Proprio come in un meccanismo a matrioska, quasi frattalico, sotto al tram su cui i torinesi viaggiano tutti i giorni per spostarsi da una parte all’altra della città e raggiungere i luoghi delle loro occupazioni dalle proprie case, vive un’intera popolazione di formiche che, incurante dei pericoli della modernità, ha costruito un formicaio proprio nel corso che dà il titolo a questa poesia, «a mezzo metro dai binari del tram / […] proprio sulla battuta della rotaia». Al poeta viene da chiedersi: «Si potrebbe scegliere un percorso più assurdo?», perché sembra quasi insensato, un atto di resilienza estremo tanto quanto gratuito, gravemente rischioso. Ma non si cura di questo la «lunga schiera bruna».

È proprio questo nome, con l’aggettivo che lo accompagna, che si richiama alla Commedia dantesca: il rimando al canto XXVI del Purgatorio che leggiamo in calce alla poesia, secondo la pratica di allusione intertestuale che spesso è tipica di diverse liriche primoleviane, non lascia dubbi e riporta il lettore alle terzine del Sommo. I suoi versi vengono ripresi alla lettera e, riportando sulla scena le stesse parole che descrivevano il manipolo di lussuriosi che sulle pendici del monte sfila davanti a Dante e Virgilio, descrive le azioni degli insetti: intenti a proseguire nel loro caotico allineamento, scontano la loro pena camminando in gruppo e scontrandosi l’uno contro l’altro, confusamente. Alla stessa maniera, così fanno anche gli insetti protagonisti della lirica: sembra che si parlino per capire come muoversi, dove andare (questo intende il fatto di «spiar lor via e lor fortuna»), creando uno confusionario frastuono che l’intelletto umano può solo immaginare, o percepire soltanto tramite la vista.
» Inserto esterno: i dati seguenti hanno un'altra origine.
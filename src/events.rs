use std::time::Duration;

use anyhow::Result;
use crossterm::event::{
    self, Event, KeyCode, KeyEvent, KeyModifiers, MouseButton, MouseEvent, MouseEventKind,
};

use crate::app::{App, View};

/// Poll for events with a timeout
pub fn poll_event(timeout: Duration) -> Result<Option<Event>> {
    if event::poll(timeout)? {
        Ok(Some(event::read()?))
    } else {
        Ok(None)
    }
}

/// Handle a key event
pub fn handle_key_event(app: &mut App, key: KeyEvent) {
    // If help is shown, any key closes it
    if app.show_help {
        app.show_help = false;
        return;
    }

    if app.filter_active {
        handle_filter_input(app, key);
        return;
    }

    match key.code {
        KeyCode::Char('q') => app.quit(),
        KeyCode::Char('c') if key.modifiers.contains(KeyModifiers::CONTROL) => app.quit(),

        // View switching
        KeyCode::Tab => {
            if key.modifiers.contains(KeyModifiers::SHIFT) {
                app.prev_view();
            } else {
                app.next_view();
            }
        }
        KeyCode::BackTab => app.prev_view(),
        KeyCode::Char('1') => app.set_view(View::Trends),
        KeyCode::Char('2') => app.set_view(View::History),
        KeyCode::Left | KeyCode::Char('h') => app.prev_view(),
        KeyCode::Right | KeyCode::Char('l') => app.next_view(),

        // History navigation
        KeyCode::Up | KeyCode::Char('k') => app.select_prev(),
        KeyCode::Down | KeyCode::Char('j') => app.select_next(),
        KeyCode::PageUp => app.select_prev_n(10),
        KeyCode::PageDown => app.select_next_n(10),
        KeyCode::Home => app.select_first(),
        KeyCode::End => app.select_last(),

        KeyCode::Char('r') => app.force_refresh(),

        KeyCode::Char('?') => app.toggle_help(),

        // Sorting and filtering apply to the history table
        KeyCode::Char('s') if app.current_view == View::History => app.cycle_sort(),
        KeyCode::Char('S') if app.current_view == View::History => app.toggle_sort_direction(),
        KeyCode::Char('/') => {
            app.set_view(View::History);
            app.start_filter();
        }
        KeyCode::Char('c') => {
            if !app.filter_text.is_empty() {
                app.clear_filter();
            }
        }

        KeyCode::Char('e') => {
            let export_path = app.export_path.clone();
            match app.export_report(&export_path) {
                Ok(()) => {
                    app.set_status_message(format!("Report exported to {}", export_path.display()));
                }
                Err(e) => {
                    app.set_status_message(format!("Export failed: {}", e));
                }
            }
        }

        _ => {}
    }
}

/// Handle key input while filter is active
fn handle_filter_input(app: &mut App, key: KeyEvent) {
    match key.code {
        KeyCode::Enter => {
            app.filter_active = false;
        }

        // Keep text but exit input mode
        KeyCode::Esc => {
            app.cancel_filter();
        }

        KeyCode::Char('c') if key.modifiers.contains(KeyModifiers::CONTROL) => {
            app.clear_filter();
        }

        KeyCode::Backspace => {
            app.filter_pop();
            if app.filter_text.is_empty() {
                app.filter_active = false;
            }
        }

        KeyCode::Char(c) => {
            app.filter_push(c);
        }

        _ => {}
    }
}

/// Handle mouse events
///
/// `content_start_row` is the first screen row of the view area.
pub fn handle_mouse_event(app: &mut App, mouse: MouseEvent, content_start_row: u16) {
    match mouse.kind {
        MouseEventKind::ScrollUp => app.select_prev(),
        MouseEventKind::ScrollDown => app.select_next(),

        MouseEventKind::Down(MouseButton::Left) => {
            let clicked_row = mouse.row;

            // Table border and header row come before the first record
            if app.current_view == View::History && clicked_row > content_start_row + 1 {
                let item_row = (clicked_row - content_start_row - 2) as usize;
                if item_row < app.visible_rows().len() {
                    app.selected_index = item_row;
                }
            }

            // Tab bar sits on row 1, after the header
            if clicked_row == 1 {
                // " 1:Trends " spans columns 0-9, " 2:History " follows the divider
                if mouse.column < 11 {
                    app.set_view(View::Trends);
                } else if mouse.column < 23 {
                    app.set_view(View::History);
                }
            }
        }

        _ => {}
    }
}

#[cfg(test)]
mod tests {
    use super::*;
    use crate::data::TrendPolicy;
    use crate::source::ChannelSource;
    use crate::ui::Theme;
    use crossterm::event::{KeyEventKind, KeyEventState};
    use eye2heart_types::VitalRecord;

    fn key(code: KeyCode) -> KeyEvent {
        KeyEvent {
            code,
            modifiers: KeyModifiers::NONE,
            kind: KeyEventKind::Press,
            state: KeyEventState::NONE,
        }
    }

    fn app() -> App {
        let (tx, source) = ChannelSource::create("test");
        let records = (0..5)
            .map(|i| {
                VitalRecord::builder()
                    .image_name(format!("scan_{}.png", i))
                    .heart_rate(70.0 + i as f64)
                    .risk_level("Low")
                    .build()
            })
            .collect();
        tx.send(Some(records)).unwrap();
        let mut app = App::with_theme(Box::new(source), TrendPolicy::default(), Theme::dark());
        app.reload_data().unwrap();
        app
    }

    #[test]
    fn test_view_keys() {
        let mut app = app();
        handle_key_event(&mut app, key(KeyCode::Char('2')));
        assert_eq!(app.current_view, View::History);
        handle_key_event(&mut app, key(KeyCode::Tab));
        assert_eq!(app.current_view, View::Trends);
    }

    #[test]
    fn test_help_swallows_next_key() {
        let mut app = app();
        handle_key_event(&mut app, key(KeyCode::Char('?')));
        assert!(app.show_help);
        handle_key_event(&mut app, key(KeyCode::Char('q')));
        assert!(!app.show_help);
        assert!(app.running);
    }

    #[test]
    fn test_filter_input() {
        let mut app = app();
        handle_key_event(&mut app, key(KeyCode::Char('/')));
        assert!(app.filter_active);
        assert_eq!(app.current_view, View::History);

        for c in "scan_3".chars() {
            handle_key_event(&mut app, key(KeyCode::Char(c)));
        }
        handle_key_event(&mut app, key(KeyCode::Enter));
        assert!(!app.filter_active);
        assert_eq!(app.visible_rows().len(), 1);

        handle_key_event(&mut app, key(KeyCode::Char('c')));
        assert_eq!(app.visible_rows().len(), 5);
    }

    #[test]
    fn test_navigation_is_clamped() {
        let mut app = app();
        handle_key_event(&mut app, key(KeyCode::PageDown));
        assert_eq!(app.selected_index, 4);
        handle_key_event(&mut app, key(KeyCode::Home));
        assert_eq!(app.selected_index, 0);
    }

    #[test]
    fn test_sort_only_in_history() {
        let mut app = app();
        let before = app.sort_column;
        handle_key_event(&mut app, key(KeyCode::Char('s')));
        assert_eq!(app.sort_column, before);

        app.set_view(View::History);
        handle_key_event(&mut app, key(KeyCode::Char('s')));
        assert_ne!(app.sort_column, before);
    }

    #[test]
    fn test_export_without_data_sets_message() {
        let (_tx, source) = ChannelSource::create("test");
        let mut app = App::with_theme(Box::new(source), TrendPolicy::default(), Theme::dark());
        handle_key_event(&mut app, key(KeyCode::Char('e')));
        assert!(app.get_status_message().unwrap().starts_with("Export failed"));
    }
}
//! Error types for API calls.

use thiserror::Error;

/// Errors that can occur when talking to the Eye2Heart API.
#[derive(Debug, Error)]
pub enum ClientError {
    /// HTTP request failed or the server returned an unexpected status.
    #[error("HTTP request failed: {0}")]
    Http(String),

    /// Failed to parse response.
    #[error("Failed to parse response: {0}")]
    Parse(String),

    /// Login was refused (wrong email or password).
    #[error("Authentication failed: {0}")]
    Auth(String),

    /// The session token was missing, invalid or expired.
    ///
    /// Callers should discard the session and log in again.
    #[error("Session rejected by server, please log in again")]
    Unauthorized,

    /// The server understood the request but refused it.
    #[error("Request rejected: {0}")]
    Rejected(String),

    /// The requested resource does not exist.
    #[error("Not found: {0}")]
    NotFound(String),

    /// The request could not be built from the supplied input.
    #[error("Invalid request: {0}")]
    InvalidRequest(String),

    /// Connection failed.
    #[error("Connection failed: {0}")]
    Connection(String),

    /// Timeout waiting for response.
    #[error("Request timed out")]
    Timeout,

    /// Reading a local file for upload failed.
    #[error("IO error: {0}")]
    Io(#[from] std::io::Error),
}

impl ClientError {
    /// Returns true if the error means the session must be discarded.
    pub fn is_unauthorized(&self) -> bool {
        matches!(self, ClientError::Unauthorized)
    }
}

impl From<reqwest::Error> for ClientError {
    fn from(err: reqwest::Error) -> Self {
        if err.is_timeout() {
            ClientError::Timeout
        } else if err.is_connect() {
            ClientError::Connection(err.to_string())
        } else if err.is_decode() {
            ClientError::Parse(err.to_string())
        } else {
            ClientError::Http(err.to_string())
        }
    }
}
#[derive(Subcommand, Debug)]
enum Command {
    /// Create an account
    Register {
        #[arg(long)]
        name: String,
        #[arg(long)]
        email: String,
        #[arg(long)]
        password: String,
    },

    /// Log in and store the session
    Login {
        #[arg(long)]
        email: String,
        #[arg(long)]
        password: String,
    },

    /// Forget the stored session
    Logout,

    /// Show the logged-in user's profile
    Profile,

    /// Open the vitals trends dashboard
    Trends {
        /// Read records from a JSON file instead of the API
        #[arg(short, long)]
        file: Option<PathBuf>,

        /// File written by the export key
        #[arg(long, default_value = eye2heart::app::DEFAULT_EXPORT_PATH)]
        export: PathBuf,
    },

    /// Write the vitals analysis to a JSON report and exit
    Report {
        #[arg(short, long, default_value = eye2heart::app::DEFAULT_EXPORT_PATH)]
        output: PathBuf,

        /// Read records from a JSON file instead of the API
        #[arg(short, long)]
        file: Option<PathBuf>,
    },

    /// Submit a retinal image and clinical details for risk prediction
    Analyze {
        /// Retinal image to upload
        #[arg(long)]
        image: PathBuf,

        /// Clinical feature as name=value, e.g. --feature age=54 (repeatable)
        #[arg(short = 'F', long = "feature", value_name = "NAME=VALUE")]
        features: Vec<String>,

        /// Print the raw prediction as JSON
        #[arg(long)]
        json: bool,
    },

    /// Send a message to the support team
    Contact {
        #[arg(long)]
        name: String,
        #[arg(long)]
        email: String,
        #[arg(long)]
        subject: Option<String>,
        #[arg(long)]
        message: String,
    },
}

impl Command {
    fn is_interactive(&self) -> bool {
        matches!(self, Command::Trends { .. })
    }
}

fn main() -> Result<()> {
    let cli = Cli::parse();

    let log_target = match (&cli.log_file, cli.command.is_interactive()) {
        (Some(path), _) => LogTarget::File(path),
        (None, true) => LogTarget::Off,
        (None, false) => LogTarget::Stderr,
    };
    logging::init(log_target, cli.verbose)?;

    let mut settings = Settings::load(cli.config.as_deref())?;
    if let Some(endpoint) = cli.endpoint {
        settings.api.endpoint = endpoint;
    }
    if let Some(path) = cli.session_file {
        settings.session_file = Some(path);
    }
    debug!(?settings, "Settings loaded");

    let session_file = SessionFile::new(settings.session_path());

    match cli.command {
        Command::Register {
            name,
            email,
            password,
        } => {
            let client = build_client(&settings)?;
            block_on(client.register(&Registration {
                name,
                email,
                password,
            }))??;
            println!("Account created. Run `eye2heart login` to sign in.");
            Ok(())
        }

        Command::Login { email, password } => {
            let client = build_client(&settings)?;
            let session = block_on(client.login(&Credentials {
                email: email.clone(),
                password,
            }))??;
            session_file.save(&session, Some(email.as_str()))?;
            info!(path = %session_file.path().display(), "Logged in");
            println!("Logged in as {}", email);
            Ok(())
        }

        Command::Logout => {
            session_file.clear()?;
            println!("Logged out");
            Ok(())
        }

        Command::Profile => {
            let client = build_client(&settings)?;
            let session = require_session(&session_file)?;
            let profile = with_session(&session_file, block_on(client.profile(&session))?)?;
            println!("Name:  {}", profile.name);
            println!("Email: {}", profile.email);
            Ok(())
        }

        Command::Trends { file, export } => run_trends(&settings, &session_file, file, export),

        Command::Report { output, file } => {
            let (data, source) = match file {
                Some(path) => {
                    let data = VitalsData::load(&path, &settings.trend)
                        .with_context(|| format!("Failed to load {}", path.display()))?;
                    (data, format!("file: {}", path.display()))
                }
                None => {
                    let client = build_client(&settings)?;
                    let session = require_session(&session_file)?;
                    let records =
                        with_session(&session_file, block_on(client.vitals(&session))?)?;
                    let source = format!("api: {}", client.endpoint());
                    (VitalsData::from_records(records, &settings.trend), source)
                }
            };
            report::write_report(&output, &data, &source)?;
            println!(
                "Exported {} records to {}",
                data.analysis.total_records,
                output.display()
            );
            Ok(())
        }

        Command::Analyze {
            image,
            features,
            json,
        } => {
            let mut clinical = ClinicalFeatures::new();
            for pair in &features {
                clinical.set_pair(pair)?;
            }
            let request = PredictionRequest {
                image: ImageUpload::from_path(&image)?,
                features: clinical,
            };

            let client = build_client(&settings)?;
            let session = require_session(&session_file)?;
            let prediction =
                with_session(&session_file, block_on(client.predict(&session, &request))?)?;

            if json {
                println!("{}", serde_json::to_string_pretty(&prediction)?);
            } else {
                print_prediction(&prediction);
            }
            Ok(())
        }

        Command::Contact {
            name,
            email,
            subject,
            message,
        } => {
            let client = build_client(&settings)?;
            let reply = block_on(client.contact(&ContactMessage {
                name,
                email,
                subject,
                message,
            }))??;
            println!("{}", reply);
            Ok(())
        }
    }
}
Le formiche sono descritte come «stupide sorelle / Ostinate lunatiche operose»: non si fermano davanti a nessun ostacolo e nessun posto è troppo ostico per ospitare i loro «tenui commerci»; sono perennemente intente a marciare e a portare avanti i lavori che gioveranno all’intero formicaio, e non si scollano mai dal luogo prescelto pure se la presenza umana minaccia la loro collettività in ogni momento. «Hanno scavato la loro città nella nostra» incuranti del pericolo (ecco perché sono «ostinate»), hanno «Tracciato il loro binario sul nostro, / E vi corrono senza sospetto»: come se fossero troppo indaffarate dalle loro attività, non si curano del fatto che un mondo esponenzialmente più grande di loro è all’opera, e rischia di distruggere il loro piccolo regno.

Ma improvvisamente la poesia si interrompe: la schiera di formiche richiama alla mente di Levi una lugubre associazione spontanea, che affonda le proprie radici negli oscuri giorni di Auschwitz. Molti critici, studiando l’opera del chimico scrittore, hanno infatti puntualizzato che gli insetti sono il genere biologico più spesso paragonato ai prigionieri del campo di concentramento: nelle pagine di Se questo è un uomo, molto spesso gli Häftlinge sono paragonati a miseri vermi striscianti, depauperati della loro natura umana e costretti a mendicare la benché minima briciola per restare in vita nelle loro meschine condizioni.

Per questo nella poesia si manifesta un trauma: sia a livello sintattico sia a livello tipografico. Gli ultimi tre versi iniziano infatti con un notevole rientro, e la frase precedente addirittura mozzata, priva di fine, lasciata monca dopo una brusca (e brutale) interruzione. La schiera di formiche che viaggia sulle rotaie del tram ricorda infatti al chimico-scrittore-poeta il tempo della prigionia, quando era lui il dannato costretto a marciare spalla a spalla con gli sventurati compagni. Per questo la lirica si chiude con una nota amara, forzata dalla negazione anaforica rimpolpata verso dopo verso, che non fa preludere nulla di buono e si configura come un vero e proprio rifiuto dell’arte poetica: il ricordo, pur se a quarant’anni di distanza, è ancora estremamente forte e velenoso, tanto insidioso da bloccare completamente un fenomeno spontaneo quanto quello di comporre versi.